• Required work:
Return each line of the material below exactly. Begin at the first and end on the line with "a bumped version".

• Given data:
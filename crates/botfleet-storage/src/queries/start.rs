// SPDX-FileCopyrightText: 2026 Botfleet Contributors
// SPDX-License-Identifier: MIT OR Apache-2.0

//! Start templates and per-user delivery status.
//!
//! The status row records which template version a user received; a
//! later /start with the same version is skipped, a bumped version
//! sends again.

use botfleet_core::FleetError;
use rusqlite::params;

use crate::database::{map_tr_err, Database};
use crate::models::StartTemplate;

pub async fn get_template(db: &Database, bot_id: i64) -> Result<Option<StartTemplate>, FleetError> {
    db.connection()
        .call(move |conn| {
            let mut stmt = conn.prepare(
                "SELECT id, bot_id, version, is_active FROM start_templates WHERE bot_id = ?1",
            )?;
            let mut rows = stmt.query_map(params![bot_id], |row| {
                Ok(StartTemplate {
                    id: row.get(0)?,
                    bot_id: row.get(1)?,
                    version: row.get(2)?,
                    is_active: row.get(3)?,
                })
            })?;
            Ok(rows.next().transpose()?)
        })
        .await
        .map_err(map_tr_err)
}

/// Creates the template or bumps its version (edits invalidate the
/// per-user sent markers implicitly).
pub async fn upsert_template(db: &Database, bot_id: i64) -> Result<StartTemplate, FleetError> {
    db.connection()
        .call(move |conn| {
            conn.execute(
                "INSERT INTO start_templates (bot_id) VALUES (?1)
                 ON CONFLICT (bot_id) DO UPDATE SET version = version + 1",
                params![bot_id],
            )?;
            Ok(conn.query_row(
                "SELECT id, bot_id, version, is_active FROM start_templates WHERE bot_id = ?1",
                params![bot_id],
                |row| {
                    Ok(StartTemplate {
                        id: row.get(0)?,
                        bot_id: row.get(1)?,
                        version: row.get(2)?,
                        is_active: row.get(3)?,
                    })
                },
            )?)
        })
        .await
        .map_err(map_tr_err)
}

/// Version a user last received, if any.
pub async fn received_version(
    db: &Database,
    bot_id: i64,
    user_telegram_id: i64,
) -> Result<Option<i64>, FleetError> {
    db.connection()
        .call(move |conn| {
            let mut stmt = conn.prepare(
                "SELECT template_version FROM start_message_status
                 WHERE bot_id = ?1 AND user_telegram_id = ?2",
            )?;
            let mut rows =
                stmt.query_map(params![bot_id, user_telegram_id], |row| row.get::<_, i64>(0))?;
            Ok(rows.next().transpose()?)
        })
        .await
        .map_err(map_tr_err)
}

/// Records a delivered template version (single row per user).
pub async fn record_sent(
    db: &Database,
    bot_id: i64,
    user_telegram_id: i64,
    version: i64,
) -> Result<(), FleetError> {
    db.connection()
        .call(move |conn| {
            conn.execute(
                "INSERT INTO start_message_status (bot_id, user_telegram_id, template_version)
                 VALUES (?1, ?2, ?3)
                 ON CONFLICT (bot_id, user_telegram_id) DO UPDATE SET
                     template_version = excluded.template_version,
                     sent_at = strftime('%Y-%m-%dT%H:%M:%fZ', 'now')",
                params![bot_id, user_telegram_id, version],
            )?;
            Ok(())
        })
        .await
        .map_err(map_tr_err)
}

#[cfg(test)]
mod tests {
    use super::*;
    use crate::queries::bots;

    #[tokio::test]
    async fn version_bump_and_status_tracking() {
        let db = Database::open_in_memory().await.unwrap();
        let bot_id = bots::insert_test_bot(&db, 1).await;

        let v1 = upsert_template(&db, bot_id).await.unwrap();
        assert_eq!(v1.version, 1);
        let v2 = upsert_template(&db, bot_id).await.unwrap();
        assert_eq!(v2.version, 2);

        assert_eq!(received_version(&db, bot_id, 111).await.unwrap(), None);
        record_sent(&db, bot_id, 111, 2).await.unwrap();
        assert_eq!(received_version(&db, bot_id, 111).await.unwrap(), Some(2));

        // Only one status row per user.
        record_sent(&db, bot_id, 111, 3).await.unwrap();
        let count: i64 = db
            .connection()
            .call(move |conn| -> Result<i64, tokio_rusqlite::Error> {
                conn.query_row(
                    "SELECT COUNT(*) FROM start_message_status WHERE bot_id = ?1",
                    params![bot_id],
                    |row| row.get(0),
                )
            })
            .await
            .unwrap();
        assert_eq!(count, 1);
    }
}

• Answer for this exercise:
filename crates/botfleet-storage/src/queries/start.rs
// SPDX-FileCopyrightText: 2026 Botfleet Contributors
// SPDX-License-Identifier: MIT OR Apache-2.0

//! Start templates and per-user delivery status.
//!
//! The status row records which template version a user received; a
//! later /start with the same version is skipped, a bumped version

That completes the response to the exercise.